> WHAT YOU WILL DO
Pull out every line of the listing below where "FailFast" appears.

> INPUT DATA

########################################

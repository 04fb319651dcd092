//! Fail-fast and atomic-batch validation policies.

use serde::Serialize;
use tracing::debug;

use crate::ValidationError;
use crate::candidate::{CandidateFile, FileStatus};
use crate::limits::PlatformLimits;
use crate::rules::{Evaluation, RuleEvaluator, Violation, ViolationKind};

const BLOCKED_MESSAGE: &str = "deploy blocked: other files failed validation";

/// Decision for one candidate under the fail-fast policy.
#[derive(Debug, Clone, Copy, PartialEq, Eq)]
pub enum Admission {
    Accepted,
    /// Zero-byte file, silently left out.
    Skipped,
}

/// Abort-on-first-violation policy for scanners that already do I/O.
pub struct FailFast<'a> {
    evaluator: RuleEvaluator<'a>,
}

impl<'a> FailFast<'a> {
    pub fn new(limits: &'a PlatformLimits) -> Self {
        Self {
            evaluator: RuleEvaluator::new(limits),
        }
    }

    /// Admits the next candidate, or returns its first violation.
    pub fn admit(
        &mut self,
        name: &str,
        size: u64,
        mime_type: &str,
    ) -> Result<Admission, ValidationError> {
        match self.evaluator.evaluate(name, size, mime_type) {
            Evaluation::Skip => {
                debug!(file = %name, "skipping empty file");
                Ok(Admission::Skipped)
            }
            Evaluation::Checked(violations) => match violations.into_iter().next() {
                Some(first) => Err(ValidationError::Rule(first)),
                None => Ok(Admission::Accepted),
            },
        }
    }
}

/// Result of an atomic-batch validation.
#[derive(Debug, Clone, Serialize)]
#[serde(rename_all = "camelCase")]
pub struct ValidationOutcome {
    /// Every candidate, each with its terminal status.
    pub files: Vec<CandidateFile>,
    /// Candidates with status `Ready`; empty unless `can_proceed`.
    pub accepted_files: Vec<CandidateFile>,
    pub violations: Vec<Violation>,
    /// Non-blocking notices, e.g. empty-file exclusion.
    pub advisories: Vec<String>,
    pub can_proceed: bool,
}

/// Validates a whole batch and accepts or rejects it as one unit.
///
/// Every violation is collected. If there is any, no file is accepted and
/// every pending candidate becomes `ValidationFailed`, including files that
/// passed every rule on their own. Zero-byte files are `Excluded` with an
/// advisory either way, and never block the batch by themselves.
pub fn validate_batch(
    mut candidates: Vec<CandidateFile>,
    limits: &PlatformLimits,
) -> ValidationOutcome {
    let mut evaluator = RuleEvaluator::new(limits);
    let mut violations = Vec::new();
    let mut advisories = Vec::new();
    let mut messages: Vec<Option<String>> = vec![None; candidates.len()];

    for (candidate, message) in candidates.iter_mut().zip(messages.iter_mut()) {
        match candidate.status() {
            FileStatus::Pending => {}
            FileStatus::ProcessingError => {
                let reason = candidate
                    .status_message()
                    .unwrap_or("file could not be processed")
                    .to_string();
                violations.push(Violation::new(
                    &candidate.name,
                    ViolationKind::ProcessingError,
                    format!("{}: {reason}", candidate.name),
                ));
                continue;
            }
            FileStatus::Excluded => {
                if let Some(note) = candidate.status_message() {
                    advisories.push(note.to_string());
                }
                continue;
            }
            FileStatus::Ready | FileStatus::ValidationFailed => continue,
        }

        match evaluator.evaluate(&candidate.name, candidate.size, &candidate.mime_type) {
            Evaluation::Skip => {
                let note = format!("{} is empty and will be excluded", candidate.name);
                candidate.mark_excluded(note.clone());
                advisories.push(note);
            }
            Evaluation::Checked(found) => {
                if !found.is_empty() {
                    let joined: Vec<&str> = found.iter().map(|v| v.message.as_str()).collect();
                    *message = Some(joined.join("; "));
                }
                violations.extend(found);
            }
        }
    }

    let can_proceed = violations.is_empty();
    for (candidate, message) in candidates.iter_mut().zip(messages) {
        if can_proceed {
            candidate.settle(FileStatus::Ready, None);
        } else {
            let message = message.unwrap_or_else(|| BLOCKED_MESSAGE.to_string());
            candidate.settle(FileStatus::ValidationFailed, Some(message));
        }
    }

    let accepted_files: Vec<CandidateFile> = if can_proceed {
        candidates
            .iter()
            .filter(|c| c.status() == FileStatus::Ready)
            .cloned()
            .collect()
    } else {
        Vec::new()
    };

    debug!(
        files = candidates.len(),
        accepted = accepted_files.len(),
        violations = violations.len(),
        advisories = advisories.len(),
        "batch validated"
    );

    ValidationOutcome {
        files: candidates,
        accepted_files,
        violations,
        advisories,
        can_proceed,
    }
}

########################################

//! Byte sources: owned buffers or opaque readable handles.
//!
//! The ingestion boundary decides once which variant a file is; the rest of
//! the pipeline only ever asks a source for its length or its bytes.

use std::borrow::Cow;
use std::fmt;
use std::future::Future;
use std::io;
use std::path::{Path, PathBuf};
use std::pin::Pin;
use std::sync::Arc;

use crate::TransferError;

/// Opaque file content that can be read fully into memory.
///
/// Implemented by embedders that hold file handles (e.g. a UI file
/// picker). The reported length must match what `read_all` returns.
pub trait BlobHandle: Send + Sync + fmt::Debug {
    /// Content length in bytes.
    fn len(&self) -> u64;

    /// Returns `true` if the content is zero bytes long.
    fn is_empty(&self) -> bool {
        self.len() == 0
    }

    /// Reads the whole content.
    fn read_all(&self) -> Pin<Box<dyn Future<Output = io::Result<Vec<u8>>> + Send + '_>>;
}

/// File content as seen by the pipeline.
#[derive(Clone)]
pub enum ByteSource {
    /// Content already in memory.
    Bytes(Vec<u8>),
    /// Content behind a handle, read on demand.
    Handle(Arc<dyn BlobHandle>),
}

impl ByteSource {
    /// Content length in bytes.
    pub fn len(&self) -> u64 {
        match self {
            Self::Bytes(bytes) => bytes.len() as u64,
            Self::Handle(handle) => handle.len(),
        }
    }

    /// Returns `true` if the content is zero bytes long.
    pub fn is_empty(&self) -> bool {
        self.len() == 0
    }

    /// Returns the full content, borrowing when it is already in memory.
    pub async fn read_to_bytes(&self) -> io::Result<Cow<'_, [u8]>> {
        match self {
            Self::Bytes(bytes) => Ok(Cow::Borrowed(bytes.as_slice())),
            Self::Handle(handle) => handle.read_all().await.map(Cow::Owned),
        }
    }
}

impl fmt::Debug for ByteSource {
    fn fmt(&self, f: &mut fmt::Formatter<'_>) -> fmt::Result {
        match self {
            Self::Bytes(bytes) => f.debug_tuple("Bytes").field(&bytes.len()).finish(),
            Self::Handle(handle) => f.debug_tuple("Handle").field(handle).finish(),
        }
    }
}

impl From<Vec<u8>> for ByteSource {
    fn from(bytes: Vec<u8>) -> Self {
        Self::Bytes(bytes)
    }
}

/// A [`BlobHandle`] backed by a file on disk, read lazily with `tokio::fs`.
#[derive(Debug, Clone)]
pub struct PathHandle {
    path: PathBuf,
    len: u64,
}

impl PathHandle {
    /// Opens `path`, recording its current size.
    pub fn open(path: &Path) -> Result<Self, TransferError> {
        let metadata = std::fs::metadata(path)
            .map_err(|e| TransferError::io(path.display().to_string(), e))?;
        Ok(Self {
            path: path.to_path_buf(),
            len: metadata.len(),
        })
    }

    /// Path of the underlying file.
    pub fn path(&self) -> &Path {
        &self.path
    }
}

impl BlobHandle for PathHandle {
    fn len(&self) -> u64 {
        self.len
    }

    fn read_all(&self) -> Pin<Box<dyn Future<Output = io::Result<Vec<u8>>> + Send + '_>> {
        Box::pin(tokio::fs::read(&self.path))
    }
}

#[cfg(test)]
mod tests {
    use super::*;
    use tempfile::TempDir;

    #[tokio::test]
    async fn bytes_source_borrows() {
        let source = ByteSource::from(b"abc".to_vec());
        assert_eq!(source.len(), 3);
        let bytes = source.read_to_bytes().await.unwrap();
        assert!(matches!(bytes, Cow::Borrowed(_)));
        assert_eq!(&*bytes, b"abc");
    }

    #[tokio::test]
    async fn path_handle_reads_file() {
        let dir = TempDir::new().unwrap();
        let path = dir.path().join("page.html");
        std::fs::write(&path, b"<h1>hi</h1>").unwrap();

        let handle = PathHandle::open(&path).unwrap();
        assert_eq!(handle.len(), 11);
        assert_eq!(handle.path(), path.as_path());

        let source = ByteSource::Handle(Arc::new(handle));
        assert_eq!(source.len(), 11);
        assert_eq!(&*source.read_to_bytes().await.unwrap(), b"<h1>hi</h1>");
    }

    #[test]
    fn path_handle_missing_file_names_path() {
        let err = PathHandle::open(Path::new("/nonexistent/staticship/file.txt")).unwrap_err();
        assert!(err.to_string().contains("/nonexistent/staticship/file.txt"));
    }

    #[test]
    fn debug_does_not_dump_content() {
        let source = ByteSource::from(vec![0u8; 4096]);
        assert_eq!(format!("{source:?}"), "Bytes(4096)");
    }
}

########################################

> SOLUTION BELOW
pub struct FailFast<'a> {
impl<'a> FailFast<'a> {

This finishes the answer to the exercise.